A partir desta quarta-feira (22), o programa Minha Casa, Minha Vida passa a operar com novos critérios de renda e financiamento, alterando o perfil de famílias aptas a contratar crédito habitacional no país. As mudanças atingem diretamente os limites de renda mensal, os tetos dos imóveis financiados e as condições de acesso ao programa.
Com a revisão, o limite máximo de renda familiar foi ampliado para R$ 13 mil, considerando todos os ganhos dos moradores do imóvel. A medida reposiciona o alcance do programa e abre espaço para novos perfis de compradores no mercado imobiliário.
A faixa 1, voltada às famílias de menor renda, agora contempla quem recebe até R$ 3.200 por mês. O ajuste acompanha a atualização do salário mínimo, fixado em R$ 1.621 neste ano, e amplia o acesso às condições mais vantajosas de financiamento.

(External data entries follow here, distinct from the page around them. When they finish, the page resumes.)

//! Sparse Storage Formats
//!
//! Provides COO (Coordinate) storage for append-only ingestion and
//! hypersparse CSR storage for composition. Dimensions are the full
//! identifier space, so CSR only materializes rows that hold entries.

use std::collections::BTreeMap;

use super::types::{Element, GrBIndex};
use crate::{LedgerError, Result};

/// Entry in sparse storage
#[derive(Clone, Copy, Debug, PartialEq, Eq)]
pub struct SparseEntry<T> {
    pub row: GrBIndex,
    pub col: GrBIndex,
    pub value: T,
}

/// COO (Coordinate) format storage
///
/// Stores triples (row, col, value) in arrival order.
/// Good for: ingestion, conversion
#[derive(Clone, Debug)]
pub struct CooStorage<T> {
    rows: Vec<GrBIndex>,
    cols: Vec<GrBIndex>,
    values: Vec<T>,
    nrows: GrBIndex,
    ncols: GrBIndex,
}

impl<T: Element> CooStorage<T> {
    /// Create empty COO storage
    pub fn new(nrows: GrBIndex, ncols: GrBIndex) -> Self {
        Self::with_capacity(nrows, ncols, 0)
    }

    /// Create with capacity
    pub fn with_capacity(nrows: GrBIndex, ncols: GrBIndex, nnz: usize) -> Self {
        Self {
            rows: Vec::with_capacity(nnz),
            cols: Vec::with_capacity(nnz),
            values: Vec::with_capacity(nnz),
            nrows,
            ncols,
        }
    }

    /// Add an entry. Out-of-range positions are rejected.
    pub fn add(&mut self, row: GrBIndex, col: GrBIndex, value: T) -> Result<()> {
        if row >= self.nrows {
            return Err(LedgerError::InvalidIndex { index: row, dim: self.nrows });
        }
        if col >= self.ncols {
            return Err(LedgerError::InvalidIndex { index: col, dim: self.ncols });
        }
        self.rows.push(row);
        self.cols.push(col);
        self.values.push(value);
        Ok(())
    }

    /// Number of stored triples (duplicates included)
    pub fn nnz(&self) -> usize {
        self.rows.len()
    }

    pub fn is_empty(&self) -> bool {
        self.rows.is_empty()
    }

    /// Get dimensions
    pub fn dims(&self) -> (GrBIndex, GrBIndex) {
        (self.nrows, self.ncols)
    }

    /// Drop all triples, keeping dimensions
    pub fn clear(&mut self) {
        self.rows.clear();
        self.cols.clear();
        self.values.clear();
    }

    /// Iterator over entries in arrival order
    pub fn iter(&self) -> impl Iterator<Item = SparseEntry<T>> + '_ {
        (0..self.nnz()).map(move |i| SparseEntry {
            row: self.rows[i],
            col: self.cols[i],
            value: self.values[i],
        })
    }

    /// Entries sorted by (row, col); a later duplicate replaces an earlier one
    fn sorted_entries(&self) -> Vec<SparseEntry<T>> {
        let mut entries: Vec<SparseEntry<T>> = self.iter().collect();
        // Stable sort keeps arrival order among equal positions
        entries.sort_by_key(|e| (e.row, e.col));

        let mut deduped: Vec<SparseEntry<T>> = Vec::with_capacity(entries.len());
        for entry in entries {
            match deduped.last_mut() {
                Some(last) if last.row == entry.row && last.col == entry.col => *last = entry,
                _ => deduped.push(entry),
            }
        }
        deduped
    }

    /// Convert to hypersparse CSR format
    pub fn to_csr(&self) -> CsrStorage<T> {
        CsrStorage::from_sorted(self.nrows, self.ncols, self.sorted_entries())
    }
}

/// Hypersparse CSR (Compressed Sparse Row) format storage
///
/// Only rows holding at least one entry appear in `row_ids`.
///
/// ```text
/// row_ids:  [ 1,     2,        7 ]
/// row_ptr:  [ 0,     1,        3,  4 ]
/// col_idx:  [ 2,     3, 4,     1 ]
/// ```
#[derive(Clone, Debug)]
pub struct CsrStorage<T> {
    /// Non-empty row ids, ascending
    pub row_ids: Vec<GrBIndex>,
    /// Row pointers (size row_ids.len() + 1)
    pub row_ptr: Vec<usize>,
    /// Column indices (size nnz), ascending within a row
    pub col_idx: Vec<GrBIndex>,
    /// Values (size nnz)
    pub values: Vec<T>,
    nrows: GrBIndex,
    ncols: GrBIndex,
}

impl<T: Element> CsrStorage<T> {
    /// Create empty CSR storage
    pub fn new(nrows: GrBIndex, ncols: GrBIndex) -> Self {
        Self {
            row_ids: Vec::new(),
            row_ptr: vec![0],
            col_idx: Vec::new(),
            values: Vec::new(),
            nrows,
            ncols,
        }
    }

    /// Build from entries already sorted by (row, col) without duplicates
    fn from_sorted(nrows: GrBIndex, ncols: GrBIndex, entries: Vec<SparseEntry<T>>) -> Self {
        let mut csr = Self::new(nrows, ncols);
        csr.col_idx.reserve(entries.len());
        csr.values.reserve(entries.len());

        for entry in entries {
            if csr.row_ids.last() != Some(&entry.row) {
                if !csr.row_ids.is_empty() {
                    csr.row_ptr.push(csr.col_idx.len());
                }
                csr.row_ids.push(entry.row);
            }
            csr.col_idx.push(entry.col);
            csr.values.push(entry.value);
        }
        if !csr.row_ids.is_empty() {
            csr.row_ptr.push(csr.col_idx.len());
        }
        csr
    }

    /// Number of non-zeros
    pub fn nnz(&self) -> usize {
        self.col_idx.len()
    }

    /// Get dimensions
    pub fn dims(&self) -> (GrBIndex, GrBIndex) {
        (self.nrows, self.ncols)
    }

    fn row_range(&self, row: GrBIndex) -> Option<(usize, usize)> {
        let pos = self.row_ids.binary_search(&row).ok()?;
        Some((self.row_ptr[pos], self.row_ptr[pos + 1]))
    }

    /// Get value at (row, col)
    pub fn get(&self, row: GrBIndex, col: GrBIndex) -> Option<T> {
        let (start, end) = self.row_range(row)?;
        // Binary search within row
        let idx = self.col_idx[start..end].binary_search(&col).ok()?;
        Some(self.values[start + idx])
    }

    /// Get row as iterator of (col, value)
    pub fn row(&self, row: GrBIndex) -> impl Iterator<Item = (GrBIndex, T)> + '_ {
        let (start, end) = self.row_range(row).unwrap_or((0, 0));
        self.col_idx[start..end]
            .iter()
            .zip(self.values[start..end].iter())
            .map(|(&col, &val)| (col, val))
    }

    /// Number of non-zeros in row
    pub fn row_nnz(&self, row: GrBIndex) -> usize {
        self.row_range(row).map_or(0, |(start, end)| end - start)
    }

    /// Iterate all entries in (row, col) order
    pub fn iter(&self) -> impl Iterator<Item = SparseEntry<T>> + '_ {
        self.row_ids.iter().enumerate().flat_map(move |(pos, &row)| {
            let (start, end) = (self.row_ptr[pos], self.row_ptr[pos + 1]);
            (start..end).map(move |i| SparseEntry {
                row,
                col: self.col_idx[i],
                value: self.values[i],
            })
        })
    }

    /// Convert to COO format
    pub fn to_coo(&self) -> CooStorage<T> {
        let mut coo = CooStorage::with_capacity(self.nrows, self.ncols, self.nnz());
        for entry in self.iter() {
            coo.rows.push(entry.row);
            coo.cols.push(entry.col);
            coo.values.push(entry.value);
        }
        coo
    }

    /// Transpose (returns CSR of the transposed matrix, i.e. this matrix's CSC)
    pub fn transpose(&self) -> CsrStorage<T> {
        let mut entries: Vec<SparseEntry<T>> = self
            .iter()
            .map(|e| SparseEntry { row: e.col, col: e.row, value: e.value })
            .collect();
        entries.sort_by_key(|e| (e.row, e.col));
        CsrStorage::from_sorted(self.ncols, self.nrows, entries)
    }
}

/// Sparse vector storage, ordered by index
#[derive(Clone, Debug, PartialEq)]
pub struct SparseVec<T> {
    /// Present entries
    pub entries: BTreeMap<GrBIndex, T>,
    /// Length
    pub len: GrBIndex,
}

impl<T: Element> SparseVec<T> {
    /// Create empty sparse vector
    pub fn new(len: GrBIndex) -> Self {
        Self {
            entries: BTreeMap::new(),
            len,
        }
    }

    /// Set element; out-of-range indices are rejected
    pub fn insert(&mut self, idx: GrBIndex, value: T) -> Result<()> {
        if idx >= self.len {
            return Err(LedgerError::InvalidIndex { index: idx, dim: self.len });
        }
        self.entries.insert(idx, value);
        Ok(())
    }

    /// Number of present entries
    pub fn nnz(&self) -> usize {
        self.entries.len()
    }

    /// Get value at index
    pub fn get(&self, idx: GrBIndex) -> Option<T> {
        self.entries.get(&idx).copied()
    }

    /// Iterator over (index, value) pairs in ascending index order
    pub fn iter(&self) -> impl Iterator<Item = (GrBIndex, T)> + '_ {
        self.entries.iter().map(|(&i, &v)| (i, v))
    }
}

#[cfg(test)]
mod tests {
    use super::*;

    #[test]
    fn test_coo_storage() {
        let mut coo = CooStorage::new(3, 3);

        coo.add(0, 0, 1u64).unwrap();
        coo.add(0, 2, 2u64).unwrap();
        coo.add(1, 1, 3u64).unwrap();
        coo.add(2, 0, 4u64).unwrap();

        assert_eq!(coo.nnz(), 4);
        assert!(coo.add(3, 0, 5u64).is_err());
        assert!(coo.add(0, 3, 5u64).is_err());
    }

    #[test]
    fn test_coo_to_csr() {
        let mut coo = CooStorage::new(10, 10);

        coo.add(7, 1, 4u64).unwrap();
        coo.add(1, 2, 1u64).unwrap();
        coo.add(2, 4, 3u64).unwrap();
        coo.add(2, 3, 2u64).unwrap();

        let csr = coo.to_csr();

        assert_eq!(csr.nnz(), 4);
        assert_eq!(csr.row_ids, vec![1, 2, 7]);
        assert_eq!(csr.row_ptr, vec![0, 1, 3, 4]);
        assert_eq!(csr.get(2, 3), Some(2));
        assert_eq!(csr.get(2, 5), None);
        assert_eq!(csr.row_nnz(2), 2);
        assert_eq!(csr.row_nnz(5), 0);
    }

    #[test]
    fn test_duplicate_keeps_latest() {
        let mut coo = CooStorage::new(4, 4);
        coo.add(1, 2, 10u64).unwrap();
        coo.add(1, 2, 20u64).unwrap();

        let csr = coo.to_csr();
        assert_eq!(csr.nnz(), 1);
        assert_eq!(csr.get(1, 2), Some(20));
    }

    #[test]
    fn test_csr_row_iteration() {
        let mut coo = CooStorage::new(3, 4);

        coo.add(1, 3, 3u64).unwrap();
        coo.add(1, 0, 1u64).unwrap();
        coo.add(1, 2, 2u64).unwrap();

        let csr = coo.to_csr();

        let row1: Vec<_> = csr.row(1).collect();
        assert_eq!(row1, vec![(0, 1), (2, 2), (3, 3)]);
        assert_eq!(csr.row(0).count(), 0);
    }

    #[test]
    fn test_transpose() {
        let mut coo = CooStorage::new(5, 8);
        coo.add(1, 7, 1u64).unwrap();
        coo.add(3, 7, 2u64).unwrap();
        coo.add(3, 0, 3u64).unwrap();

        let csc = coo.to_csr().transpose();
        assert_eq!(csc.dims(), (8, 5));
        assert_eq!(csc.row(7).collect::<Vec<_>>(), vec![(1, 1), (3, 2)]);
        assert_eq!(csc.get(0, 3), Some(3));
        assert_eq!(csc.to_coo().nnz(), 3);
    }

    #[test]
    fn test_sparse_vec_bounds() {
        let mut v = SparseVec::new(4);
        v.insert(3, true).unwrap();
        assert!(v.insert(4, true).is_err());
        assert_eq!(v.nnz(), 1);
        assert_eq!(v.get(3), Some(true));
    }
}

Novas faixas de renda no Minha Casa, Minha Vida
As demais categorias também foram reconfiguradas. Para ingressar na faixa 2, a renda familiar mínima foi estabelecida em R$ 5 mil mensais. Já a faixa 3 passa a atender quem recebe até R$ 9.600. No topo da nova estrutura, a faixa 4 inclui famílias com renda de até R$ 13 mil.
Além das faixas, os valores dos imóveis elegíveis para financiamento também foram reajustados. Dependendo da categoria, os tetos variam entre R$ 400 mil e R$ 600 mil, o que amplia o leque de opções disponíveis para aquisição.
As alterações foram aprovadas em março pelo Conselho Curador do FGTS, responsável por financiar grande parte das operações habitacionais, em articulação com o Ministério das Cidades.
Prazo para indenização por defeitos em imóveis é limitado
Outro ponto que passa a valer envolve o direito de reparação por problemas estruturais nos imóveis adquiridos. Decisão da Justiça Federal estabeleceu prazo de até cinco anos após a compra para que o proprietário possa solicitar indenização. Após esse período, não será mais possível acionar a Justiça para esse tipo de demanda.
De acordo com a Caixa Econômica Federal, responsável pela operacionalização do programa, a revisão das regras tem potencial para beneficiar mais de 87 mil famílias em todo o Brasil, principalmente por meio da redução das taxas de juros aplicadas aos financiamentos.